Los otros 2 implicados en el homicidio, Vanesa Ramírez Llontop y el colombiano Jairo Velásquez Salazar, aseguraron no conocer a Arias y reportaron el teléfono en cuestión como suyo. El informe de la empresa telefónica fue el tiro de gracia para Arias. El fiscal dedujo que mentía y que los otros dos implicados estaban tratando de encubrir a una persona importante dentro de la organización. Era en suma un peligroso delincuente, para las autoridades. La acusación fiscal fue lapidaria. Se solicito para el, 15 años de cárcel y se le acusaba de homicidio calificado, tráfico ilícito de drogas y asociación ilícita para delinquir.
Tras 2 años de engorroso proceso judicial se logró establecer que Rosendo Arias no tenía nada que ver con este espinoso caso.
El enredo se origino de la siguiente manera: Arias efectivamente compró un celular con línea pre pago para su hermano en setiembre de 2005, con el número 930 10 658 y este dejo de usarlo en diciembre de 2007. Pero nunca le dio de baja. Claro revendió la línea a otro usuario en el 2008, agregando el número 9 correspondiente a las disposiciones de aquella época.
La línea pre pago fue revendida en un distribuidor de Claro de Los Olivos pero se reactivó a nombre de Rosendo Arias y no de la persona que había hecho la compra. Ese nuevo usuario sería aquel hombre que la policía estaba buscando y que confundieron con Rosendo arias.

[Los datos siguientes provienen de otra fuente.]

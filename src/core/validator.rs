//! # Structural Validator
//!
//! Pre-decode check for buffers from an untrusted peer. It runs the same walk
//! as decode with a sink that builds nothing, so it never allocates and costs
//! time linear in the encoded size. It never fails: the outcome is reported as
//! a [`ValidationResult`].

use crate::config::CodecConfig;
use crate::core::layout::{PrimitiveType, RecordLayout};
use crate::core::walker::{Sink, Walker};
use crate::error::ErrorKind;
use crate::protocol::registry::SchemaRegistry;
use serde::{Deserialize, Serialize};
use std::sync::Arc;
use tracing::debug;

/// Sink that discards everything
pub(crate) struct Inspect;

impl Sink for Inspect {
    type Value = ();
    type Record = ();
    type List = ();
    type Map = ();

    fn primitive(_: PrimitiveType, _: &[u8]) {}
    fn enumeration(_: u8) {}
    fn string(_: &str) {}
    fn new_record(_: &Arc<RecordLayout>) {}
    fn set_field(_: &mut (), _: usize, _: ()) {}
    fn record(_: ()) {}
    fn variant(_: u32, _: ()) {}
    fn new_list(_: usize) {}
    fn push(_: &mut (), _: ()) {}
    fn list(_: ()) {}
    fn new_map(_: usize) {}
    fn insert(_: &mut (), _: (), _: ()) {}
    fn map(_: ()) {}
}

/// Outcome of a structural check
#[derive(Debug, Clone, Copy, PartialEq, Eq, Serialize, Deserialize)]
pub struct ValidationResult {
    ok: bool,
    reason: Option<ErrorKind>,
    consumed_bytes: Option<usize>,
}

impl ValidationResult {
    pub fn valid(consumed_bytes: usize) -> Self {
        Self {
            ok: true,
            reason: None,
            consumed_bytes: Some(consumed_bytes),
        }
    }

    pub fn invalid(reason: ErrorKind) -> Self {
        Self {
            ok: false,
            reason: Some(reason),
            consumed_bytes: None,
        }
    }

    pub fn is_ok(&self) -> bool {
        self.ok
    }

    /// Why the buffer was rejected
    pub fn reason(&self) -> Option<ErrorKind> {
        self.reason
    }

    /// Size of the record when the buffer is valid
    pub fn consumed_bytes(&self) -> Option<usize> {
        self.consumed_bytes
    }
}

/// Check the record of `layout` at `offset` without decoding it
pub fn validate_record(
    registry: &SchemaRegistry,
    config: &CodecConfig,
    layout: &Arc<RecordLayout>,
    buf: &[u8],
    offset: usize,
) -> ValidationResult {
    match Walker::new(buf, registry, config).record::<Inspect>(layout, offset, 0) {
        Ok(((), end)) => ValidationResult::valid(end - offset),
        Err(e) => {
            debug!(layout = layout.name(), offset, error = %e, "Validation rejected buffer");
            ValidationResult::invalid(e.kind())
        }
    }
}

#[cfg(test)]
#[allow(clippy::unwrap_used)]
mod tests {
    use super::*;
    use crate::core::layout::{DispatchTableId, FieldKind};
    use crate::protocol::dispatcher::DispatchTable;

    fn chain() -> Arc<RecordLayout> {
        RecordLayout::builder("Chain")
            .field("id", FieldKind::VariableString)
            .optional("parent", FieldKind::RecursiveSelf)
            .build()
            .unwrap()
    }

    /// `levels` nested chain links, each with an empty id
    fn nested(levels: usize) -> Vec<u8> {
        let mut buf = Vec::new();
        for level in 0..levels {
            let has_parent = level + 1 < levels;
            buf.push(u8::from(has_parent));
            buf.extend_from_slice(&0u32.to_le_bytes());
            buf.extend_from_slice(&if has_parent { 1u32 } else { 0 }.to_le_bytes());
            buf.push(0);
        }
        buf
    }

    #[test]
    fn test_valid_chain_reports_size() {
        let registry = SchemaRegistry::builder().build().unwrap();
        let buf = nested(3);
        let result = validate_record(&registry, &CodecConfig::default(), &chain(), &buf, 0);
        assert!(result.is_ok());
        assert_eq!(result.consumed_bytes(), Some(30));
        assert_eq!(result.reason(), None);
    }

    #[test]
    fn test_depth_limit() {
        let registry = SchemaRegistry::builder().build().unwrap();
        let config = CodecConfig::default().with_max_depth(2);
        let buf = nested(4);
        let result = validate_record(&registry, &config, &chain(), &buf, 0);
        assert!(!result.is_ok());
        assert_eq!(result.reason(), Some(ErrorKind::DepthExceeded));
        assert_eq!(result.consumed_bytes(), None);
    }

    #[test]
    fn test_unknown_variant_not_ok() {
        let leaf = RecordLayout::builder("Leaf").build().unwrap();
        let holder = RecordLayout::builder("Holder")
            .field("v", FieldKind::Variant(DispatchTableId(1)))
            .build()
            .unwrap();
        let registry = SchemaRegistry::builder()
            .table(
                DispatchTable::builder(DispatchTableId(1), "T")
                    .register(1, leaf)
                    .build()
                    .unwrap(),
            )
            .build()
            .unwrap();

        let ok = validate_record(&registry, &CodecConfig::default(), &holder, &[0, 0, 0, 0, 1], 0);
        assert!(ok.is_ok());
        let bad = validate_record(&registry, &CodecConfig::default(), &holder, &[0, 0, 0, 0, 7], 0);
        assert_eq!(bad.reason(), Some(ErrorKind::UnknownVariantId));
    }
}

Según el presidente de la comisión de defensa del Consumidor del Congreso, Jaime Delgado, el dar de baja a una línea para su reventa es responsabilidad de la empresa:”Aquí el responsable es la empresa. Si actúa directamente o a través de una red de concesionarios o ambulantes, es su problema; a mí me parece que esta situación es gravísima y ya la hemos anticipando”.
Sin embargo, la empresa Claro, sostiene que los únicos responsables de todo el problema son Rosendo Arias por no darle de baja a su línea y el Juez que lo mando a prisión por actuar con ligereza.

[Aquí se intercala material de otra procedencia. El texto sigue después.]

//! Null bitmask: one presence bit per nullable field.
//!
//! Bit `i` belongs to the `i`-th nullable field in declaration order and lives
//! in byte `i / 8` at bit position `i % 8` (least significant bit first).
//! A set bit means the field is present. Unused high bits of the last byte
//! must be zero.

use crate::core::varint::take;
use crate::error::{ProtocolError, Result};

/// Bytes needed for `nullable_count` presence bits
#[inline]
pub const fn bitmask_width(nullable_count: usize) -> usize {
    nullable_count.div_ceil(8)
}

/// Mark bit `bit` as present in an encode-side bitmask
#[inline]
pub fn set_present(bytes: &mut [u8], bit: usize) {
    bytes[bit / 8] |= 1 << (bit % 8);
}

/// Read-only view over a decoded bitmask
#[derive(Debug, Clone, Copy)]
pub struct NullBitmask<'a> {
    bytes: &'a [u8],
    nullable_count: usize,
}

impl<'a> NullBitmask<'a> {
    /// Read the bitmask of a record with `nullable_count` nullable fields
    /// starting at `position`.
    ///
    /// # Errors
    /// `TruncatedInput` when the bytes are missing, `BitmaskInconsistent`
    /// when a bit beyond `nullable_count` is set.
    pub fn read(buf: &'a [u8], position: usize, nullable_count: usize) -> Result<Self> {
        let width = bitmask_width(nullable_count);
        let bytes = take(buf, position, width)?;

        let used = nullable_count % 8;
        if used != 0 {
            let last = bytes[width - 1];
            let unused_mask = !((1u8 << used) - 1);
            if last & unused_mask != 0 {
                return Err(ProtocolError::BitmaskInconsistent {
                    position: position + width - 1,
                    byte: last,
                });
            }
        }

        Ok(Self {
            bytes,
            nullable_count,
        })
    }

    /// Whether the nullable field with bit index `bit` is present
    #[inline]
    pub fn is_present(&self, bit: usize) -> bool {
        bit < self.nullable_count && self.bytes[bit / 8] & (1 << (bit % 8)) != 0
    }

    /// Presence of a field given its optional bit index; required fields are always present
    #[inline]
    pub fn field_present(&self, null_bit: Option<usize>) -> bool {
        null_bit.map_or(true, |bit| self.is_present(bit))
    }

    /// Number of present nullable fields
    pub fn present_count(&self) -> usize {
        self.bytes.iter().map(|b| b.count_ones() as usize).sum()
    }
}

#[cfg(test)]
#[allow(clippy::unwrap_used)]
mod tests {
    use super::*;
    use crate::error::ErrorKind;

    #[test]
    fn test_width() {
        assert_eq!(bitmask_width(0), 0);
        assert_eq!(bitmask_width(1), 1);
        assert_eq!(bitmask_width(8), 1);
        assert_eq!(bitmask_width(9), 2);
    }

    #[test]
    fn test_declaration_order_lsb_first() {
        let mut bytes = [0u8; 2];
        set_present(&mut bytes, 0);
        set_present(&mut bytes, 3);
        set_present(&mut bytes, 8);
        assert_eq!(bytes, [0b0000_1001, 0b0000_0001]);

        let mask = NullBitmask::read(&bytes, 0, 9).unwrap();
        assert!(mask.is_present(0));
        assert!(!mask.is_present(1));
        assert!(mask.is_present(3));
        assert!(mask.is_present(8));
        assert!(!mask.is_present(9));
        assert_eq!(mask.present_count(), 3);
    }

    #[test]
    fn test_padding_bits_rejected() {
        let err = NullBitmask::read(&[0b0000_0100], 0, 2).unwrap_err();
        assert_eq!(err.kind(), ErrorKind::BitmaskInconsistent);
        assert!(NullBitmask::read(&[0xFF], 0, 8).is_ok());
    }

    #[test]
    fn test_empty_bitmask() {
        let mask = NullBitmask::read(&[], 0, 0).unwrap();
        assert!(!mask.is_present(0));
    }

    #[test]
    fn test_truncated_bitmask() {
        let err = NullBitmask::read(&[0x01], 0, 12).unwrap_err();
        assert_eq!(err.kind(), ErrorKind::TruncatedInput);
    }
}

Siguiendo la lógica de la empresa de telefonía, estamos ante un potencial peligro del que deberíamos estar informados. Aún sin existir una anulación formal de la línea por parte del usuario, la empresa sí puede revenderla a otra persona sin mayor problema y sin hacerse responsable de las consecuencias. En buena cuenta, este vacío de responsabilidades podría terminar en más casos como el de Rosendo.
El proceso penal de tráfico de drogas ha terminado a su favor y ha sido declarado absuelto de los cargos que se le imputaban. Rosendo Arias decidió demandar a la empresa telefónica para que reconozca lo que él sigue asegurando es su responsabilidad: dar de baja a una línea antes de su reventa.